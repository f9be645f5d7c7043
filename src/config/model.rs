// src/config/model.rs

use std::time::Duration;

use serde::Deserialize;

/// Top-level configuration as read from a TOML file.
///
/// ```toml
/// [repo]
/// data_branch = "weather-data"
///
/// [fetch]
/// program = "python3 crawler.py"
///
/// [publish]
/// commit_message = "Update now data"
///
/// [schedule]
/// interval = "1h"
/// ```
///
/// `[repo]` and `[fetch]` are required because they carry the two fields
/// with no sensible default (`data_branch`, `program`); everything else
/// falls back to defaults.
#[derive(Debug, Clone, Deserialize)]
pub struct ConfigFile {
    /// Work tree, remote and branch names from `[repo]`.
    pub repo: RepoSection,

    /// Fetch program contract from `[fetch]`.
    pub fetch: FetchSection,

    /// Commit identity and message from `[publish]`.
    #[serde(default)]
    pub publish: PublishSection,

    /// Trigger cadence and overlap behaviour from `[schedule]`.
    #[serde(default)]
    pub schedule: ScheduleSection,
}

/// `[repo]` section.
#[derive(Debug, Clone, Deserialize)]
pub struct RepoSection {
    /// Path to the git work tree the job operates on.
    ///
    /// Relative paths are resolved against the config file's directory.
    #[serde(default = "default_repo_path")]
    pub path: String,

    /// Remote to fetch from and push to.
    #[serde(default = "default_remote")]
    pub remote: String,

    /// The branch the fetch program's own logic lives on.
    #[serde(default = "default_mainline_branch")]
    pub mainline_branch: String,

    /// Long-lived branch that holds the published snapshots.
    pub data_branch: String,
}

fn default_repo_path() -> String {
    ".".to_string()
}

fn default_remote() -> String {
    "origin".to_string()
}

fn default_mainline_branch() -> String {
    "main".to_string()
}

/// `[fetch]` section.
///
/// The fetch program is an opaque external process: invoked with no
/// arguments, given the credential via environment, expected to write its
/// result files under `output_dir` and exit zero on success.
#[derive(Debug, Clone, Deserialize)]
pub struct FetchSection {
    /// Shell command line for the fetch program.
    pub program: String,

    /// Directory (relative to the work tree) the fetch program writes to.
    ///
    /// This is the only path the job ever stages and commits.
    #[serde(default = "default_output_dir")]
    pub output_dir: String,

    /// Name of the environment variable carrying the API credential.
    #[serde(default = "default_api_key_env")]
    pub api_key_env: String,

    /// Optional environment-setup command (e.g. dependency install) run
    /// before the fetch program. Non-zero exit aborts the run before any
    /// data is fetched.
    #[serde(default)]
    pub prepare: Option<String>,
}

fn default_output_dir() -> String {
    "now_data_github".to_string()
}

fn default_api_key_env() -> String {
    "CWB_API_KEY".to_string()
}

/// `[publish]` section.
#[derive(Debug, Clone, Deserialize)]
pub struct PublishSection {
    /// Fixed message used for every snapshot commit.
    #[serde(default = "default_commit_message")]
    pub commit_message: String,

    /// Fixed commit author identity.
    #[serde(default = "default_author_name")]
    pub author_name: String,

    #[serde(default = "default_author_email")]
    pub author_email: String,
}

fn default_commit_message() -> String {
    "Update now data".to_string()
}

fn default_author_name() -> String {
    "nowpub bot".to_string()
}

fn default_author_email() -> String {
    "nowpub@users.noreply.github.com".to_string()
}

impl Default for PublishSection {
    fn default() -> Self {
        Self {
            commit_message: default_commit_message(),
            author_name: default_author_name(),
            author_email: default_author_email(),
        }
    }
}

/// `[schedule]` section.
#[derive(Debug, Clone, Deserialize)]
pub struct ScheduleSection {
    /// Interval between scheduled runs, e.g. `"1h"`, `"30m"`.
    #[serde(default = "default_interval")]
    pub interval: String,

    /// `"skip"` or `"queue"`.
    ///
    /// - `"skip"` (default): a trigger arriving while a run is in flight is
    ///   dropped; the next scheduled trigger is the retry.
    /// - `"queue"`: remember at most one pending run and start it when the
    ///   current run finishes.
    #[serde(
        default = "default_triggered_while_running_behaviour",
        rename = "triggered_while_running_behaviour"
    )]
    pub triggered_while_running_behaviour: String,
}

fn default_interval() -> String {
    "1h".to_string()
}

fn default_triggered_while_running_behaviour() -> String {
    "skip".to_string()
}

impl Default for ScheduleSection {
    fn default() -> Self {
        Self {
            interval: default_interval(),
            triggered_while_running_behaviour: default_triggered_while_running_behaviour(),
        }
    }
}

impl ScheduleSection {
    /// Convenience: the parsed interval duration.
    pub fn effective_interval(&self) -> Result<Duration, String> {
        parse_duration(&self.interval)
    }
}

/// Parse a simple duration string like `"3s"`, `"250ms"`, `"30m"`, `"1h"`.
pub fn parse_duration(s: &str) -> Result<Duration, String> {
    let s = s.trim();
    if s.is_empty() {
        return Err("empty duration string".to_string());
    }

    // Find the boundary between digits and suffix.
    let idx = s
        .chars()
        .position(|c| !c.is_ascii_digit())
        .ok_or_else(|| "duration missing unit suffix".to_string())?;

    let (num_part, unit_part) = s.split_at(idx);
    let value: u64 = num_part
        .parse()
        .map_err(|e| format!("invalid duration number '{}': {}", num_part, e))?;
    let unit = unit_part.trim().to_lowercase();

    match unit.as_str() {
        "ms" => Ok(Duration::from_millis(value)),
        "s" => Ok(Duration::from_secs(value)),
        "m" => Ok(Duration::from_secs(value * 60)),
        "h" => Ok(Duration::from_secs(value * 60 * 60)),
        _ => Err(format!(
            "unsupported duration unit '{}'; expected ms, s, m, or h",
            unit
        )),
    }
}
----
Exercise instructions: Say how many lines of the data hold the word "between", and leave out everything but the number.

Output for this exercise: 2